Plaintiff believes Defendant's summary judgment motion should be stricken and Krapf should be barred as a witness because Defendant never disclosed Krapf in its discovery responses or initial disclosures (Doc. 26, ¶ 6). It was not until Defendant attached her affidavit to its summary judgment motion that Krapf was identified for the first time ( Id.). It also appears that Defendant was reluctant or refused to produce Krapf for deposition, its reason being that the discovery cut-off date had already passed ( Id. at ¶¶ 7 8). Plaintiff asserts that Defendant's actions are "in direct violation of [the Federal Rules of Civil Procedure] 26 and 33, and secured an unfair advantage for Defendant by denying Plaintiff the opportunity to depose Rebecca Krapf before Defendant filed its [summary judgment] motion" ( Id. at ¶ 9). In sum, Plaintiff requests Defendant's summary judgment motion be stricken, Krapf's testimony barred, including any evidence obtained through Krapf, and that Defendant be ordered to pay Plaintiff's reasonable attorney's fees.

The Interrogatories Plaintiff claims would have required Defendant to respond or at least supplement its response with Kropf's name are as follows:
Upon information and belief, other customers of the store may have witnessed the incident and possibly former employees of the Defendant, whose identities are currently unknown. Upon information and belief, other customers of the store may have witnessed the incident and possibly former employees of the Defendant, whose identities are currently unknown. Defendant objects to this interrogatory as it is an improper contention interrogatory. Subject to and without waiving said objection, see Defendant's Answer to Plaintiff's Complaint. Defendant objects to this interrogatory as it is vague, overly broad and not reasonably limited in time or scope, and thus not reasonably likely to lead to the discovery of admissible evidence. Without waiving said objections, defendant is unable to answer said interrogatory, as it is currently unknown the area where the alleged occurrence took place.

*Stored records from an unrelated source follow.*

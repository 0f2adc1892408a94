//! This is the `gosim` app.
#![deny(clippy::pedantic)]
#![allow(clippy::must_use_candidate)]
#![allow(clippy::module_name_repetitions)]
#![warn(missing_docs)]

use clap::{Parser, Subcommand};
use gosim::{aggregate, common, compare, score};

/// CLI parser based on clap.
#[derive(Debug, Parser)]
#[command(
    author,
    version,
    about = "Semantic similarity of Gene Ontology annotations",
    long_about = "Gosim scores predicted Gene Ontology annotations against known ones using \
    the best-match average of Resnik similarities, and compares the scores of two tools"
)]
struct Cli {
    /// Commonly used arguments
    #[command(flatten)]
    common: common::Args,

    /// The sub command to run
    #[command(subcommand)]
    command: Commands,
}

/// Enum supporting the parsing of sub commands.
#[derive(Debug, Subcommand)]
enum Commands {
    Score(score::Args),
    Aggregate(aggregate::Args),
    Compare(compare::Args),
}

fn main() -> Result<(), anyhow::Error> {
    let cli = Cli::parse();

    // Build a tracing subscriber according to the configuration in `cli.common`.
    let collector = tracing_subscriber::fmt()
        .with_target(false)
        .with_max_level(match cli.common.verbose.log_level() {
            Some(level) => match level {
                log::Level::Error => tracing::Level::ERROR,
                log::Level::Warn => tracing::Level::WARN,
                log::Level::Info => tracing::Level::INFO,
                log::Level::Debug => tracing::Level::DEBUG,
                log::Level::Trace => tracing::Level::TRACE,
            },
            None => tracing::Level::INFO,
        })
        .compact()
        .finish();

    // Install collector and go into sub commands.
    tracing::subscriber::with_default(collector, || {
        match &cli.command {
            Commands::Score(args) => {
                score::run(&cli.common, args)?;
            }
            Commands::Aggregate(args) => {
                aggregate::run(&cli.common, args)?;
            }
            Commands::Compare(args) => {
                compare::run(&cli.common, args)?;
            }
        }

        Ok::<(), anyhow::Error>(())
    })?;

    Ok(())
}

In response (Doc. 27), Defendant argues Plaintiff has failed to comply with the "meet and confer" requirements of Rule 37 in an attempt to resolve this discovery dispute, prior to filing her Motion to Strike. Defendant believes that this dispute could have been "avoided by a simple telephone call or letter" from Plaintiff ( Id. at ¶ 2). Further, Defendant contends Plaintiff's interrogatories only asked for identification of those persons who witnessed Plaintiff's alleged accident. Krapf, however, states that she did not actually witness the incident, but merely viewed the area where the bin pallet in question was located, before and after Plaintiff tripped over it ( Id. at ¶ 3). Additionally, Defendant states that Plaintiff has been aware of Krapfs existence since the day of the incident — demonstrated by Plaintiff's deposition testimony, wherein she recalls speaking to Krapf at the store after she fell ( Id. at ¶ 4). Once Plaintiff filed her Motion to Strike, Defendant states that it contacted her attorney and offered to produce Krapf for deposition, but Plaintiff's counsel no longer wanted to entertain her prior request to depose Krapf ( Id. at ¶ 5). Lastly, Defendant notes that nowhere in Plaintiff's Response to summary judgment does she ever complain about her inability to depose Krapf before responding to the dispositive motion ( Id. at ¶ 8).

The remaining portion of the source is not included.